Application of the BACs‐on‐Beads™ assay for rapid prenatal detection application of BoBs™ for PND of aneuploidies and microdeletions

Prenatal diagnosis focuses on the detection of anatomic and physiologic problems with a foetus before birth. Karyotyping is currently considered the gold standard for prenatal diagnosis of chromosomal abnormalities, but this method can be time consuming.
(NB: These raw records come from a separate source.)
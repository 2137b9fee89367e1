//! Write-buffering store wrapper.
//!
//! A [Flushable] absorbs puts and deletes into an in-memory overlay and
//! serves reads through it, so callers observe their own writes
//! immediately. Nothing reaches the backend until the producer drains the
//! overlay into a single atomic batch at flush time. The overlay also
//! feeds `not_flushed_size_est`, which the producer uses to decide when a
//! flush is due.

use crate::{Batch, Error, Kv, KvIter, Op, SharedKv};
use parking_lot::RwLock;
use std::collections::BTreeMap;
use std::sync::atomic::{AtomicUsize, Ordering};

/// A store whose writes are buffered in memory until flushed.
pub struct Flushable {
    backend: SharedKv,
    /// Pending writes; `None` marks a delete.
    pending: RwLock<BTreeMap<Vec<u8>, Option<Vec<u8>>>>,
    pending_size: AtomicUsize,
}

impl Flushable {
    /// Wraps `backend` with an empty overlay.
    pub fn new(backend: SharedKv) -> Self {
        Self {
            backend,
            pending: RwLock::new(BTreeMap::new()),
            pending_size: AtomicUsize::new(0),
        }
    }

    /// The wrapped backend.
    pub fn backend(&self) -> &SharedKv {
        &self.backend
    }

    /// Estimated byte size of writes not yet flushed.
    pub fn not_flushed_size_est(&self) -> usize {
        self.pending_size.load(Ordering::Relaxed)
    }

    /// Snapshots the overlay as a batch, without clearing it.
    ///
    /// The producer appends its flush marker to this batch so data and
    /// marker land in one atomic backend write.
    pub fn pending_batch(&self) -> Batch {
        let pending = self.pending.read();
        let mut batch = Batch::new();
        for (key, value) in pending.iter() {
            match value {
                Some(value) => batch.put(key, value),
                None => batch.delete(key),
            }
        }
        batch
    }

    /// Discards the overlay after a successful flush.
    pub fn clear_pending(&self) {
        self.pending.write().clear();
        self.pending_size.store(0, Ordering::Relaxed);
    }

    fn record(&self, key: Vec<u8>, value: Option<Vec<u8>>) {
        let delta = key.len() + value.as_ref().map_or(0, |v| v.len());
        self.pending_size.fetch_add(delta, Ordering::Relaxed);
        self.pending.write().insert(key, value);
    }
}

impl Kv for Flushable {
    fn get(&self, key: &[u8]) -> Result<Option<Vec<u8>>, Error> {
        if let Some(value) = self.pending.read().get(key) {
            return Ok(value.clone());
        }
        self.backend.get(key)
    }

    fn put(&self, key: &[u8], value: &[u8]) -> Result<(), Error> {
        self.record(key.to_vec(), Some(value.to_vec()));
        Ok(())
    }

    fn delete(&self, key: &[u8]) -> Result<(), Error> {
        self.record(key.to_vec(), None);
        Ok(())
    }

    fn write(&self, batch: Batch) -> Result<(), Error> {
        for op in batch.into_ops() {
            match op {
                Op::Put(key, value) => self.record(key, Some(value)),
                Op::Delete(key) => self.record(key, None),
            }
        }
        Ok(())
    }

    fn iterate(&self, prefix: &[u8], start: Option<&[u8]>) -> Result<KvIter<'_>, Error> {
        let from = start.unwrap_or(prefix);
        let overlay: Vec<(Vec<u8>, Option<Vec<u8>>)> = self
            .pending
            .read()
            .range(from.to_vec()..)
            .take_while(|(k, _)| k.starts_with(prefix))
            .map(|(k, v)| (k.clone(), v.clone()))
            .collect();
        let backend = self.backend.iterate(prefix, start)?;
        Ok(Box::new(MergeIter {
            overlay: overlay.into_iter().peekable(),
            backend: backend.peekable(),
        }))
    }

    fn compact(&self, from: Option<&[u8]>, to: Option<&[u8]>) -> Result<(), Error> {
        self.backend.compact(from, to)
    }

    fn sync(&self) -> Result<(), Error> {
        self.backend.sync()
    }
}

/// Merges the overlay with the backend iterator; on key collision the
/// overlay wins and overlay deletes suppress backend pairs.
struct MergeIter<'a> {
    overlay: std::iter::Peekable<std::vec::IntoIter<(Vec<u8>, Option<Vec<u8>>)>>,
    backend: std::iter::Peekable<KvIter<'a>>,
}

impl Iterator for MergeIter<'_> {
    type Item = Result<crate::KvPair, Error>;

    fn next(&mut self) -> Option<Self::Item> {
        loop {
            // Pick the smaller key; errors from the backend pass through.
            let side = match (self.overlay.peek(), self.backend.peek()) {
                (None, None) => return None,
                (Some(_), None) => Side::Overlay,
                (None, Some(_)) => Side::Backend,
                (Some((ok, _)), Some(Ok((bk, _)))) => match ok.as_slice().cmp(bk.as_ref()) {
                    std::cmp::Ordering::Less => Side::Overlay,
                    std::cmp::Ordering::Greater => Side::Backend,
                    std::cmp::Ordering::Equal => Side::Both,
                },
                (Some(_), Some(Err(_))) => Side::Backend,
            };
            match side {
                Side::Backend => return self.backend.next(),
                Side::Overlay | Side::Both => {
                    if matches!(side, Side::Both) {
                        self.backend.next();
                    }
                    let (key, value) = self.overlay.next().unwrap();
                    match value {
                        Some(value) => {
                            return Some(Ok((
                                key.into_boxed_slice(),
                                value.into_boxed_slice(),
                            )))
                        }
                        // Deleted in the overlay: skip.
                        None => continue,
                    }
                }
            }
        }
    }
}

enum Side {
    Overlay,
    Backend,
    Both,
}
This study evaluated the diagnostic accuracy of the BACs‐on‐Beads TM (BoBs™) assay for the rapid diagnosis of aneuploidies and microdeletions. A total of 625 samples from pregnant women in Fujian province, in southeastern China—including three chorionic villus biopsies, 523 amniotic fluid samples, and 99 umbilical‐cord centesis samples—were assessed for chromosomal abnormalities by karyotyping and by the BoBs™ assay. A diagnosis was successfully achieved by karyotyping for 98.8% (618/625) and by the BoBs™ assay for 100% (625/625) of the samples. Both assays were concordant for trisomy 21 (2.72%, 17/625), trisomy 18 (1.12%, 7/625), trisomy 13 (0.48%, 3/625), and sex chromosome aneuploidies (0.8%, 5/625). Unlike karyotyping, the BoBs™ assay detected 22q11.2 microdeletion (0.64%, 4/625), 22q11.2 microduplication (0.16%, 1/625), Smith–Magenis syndrome microdeletion (0.16%, 1/625), and Miller–Dieker syndrome microdeletion (0.16%, 1/625). Thus, the BoBs™ assay is a reliable and rapid test for detecting common aneuploidies and microdeletions for prenatal diagnosis, and could be used instead of karyotyping for detection of common aneuploidies as well as to provide additional information regarding microdeletions.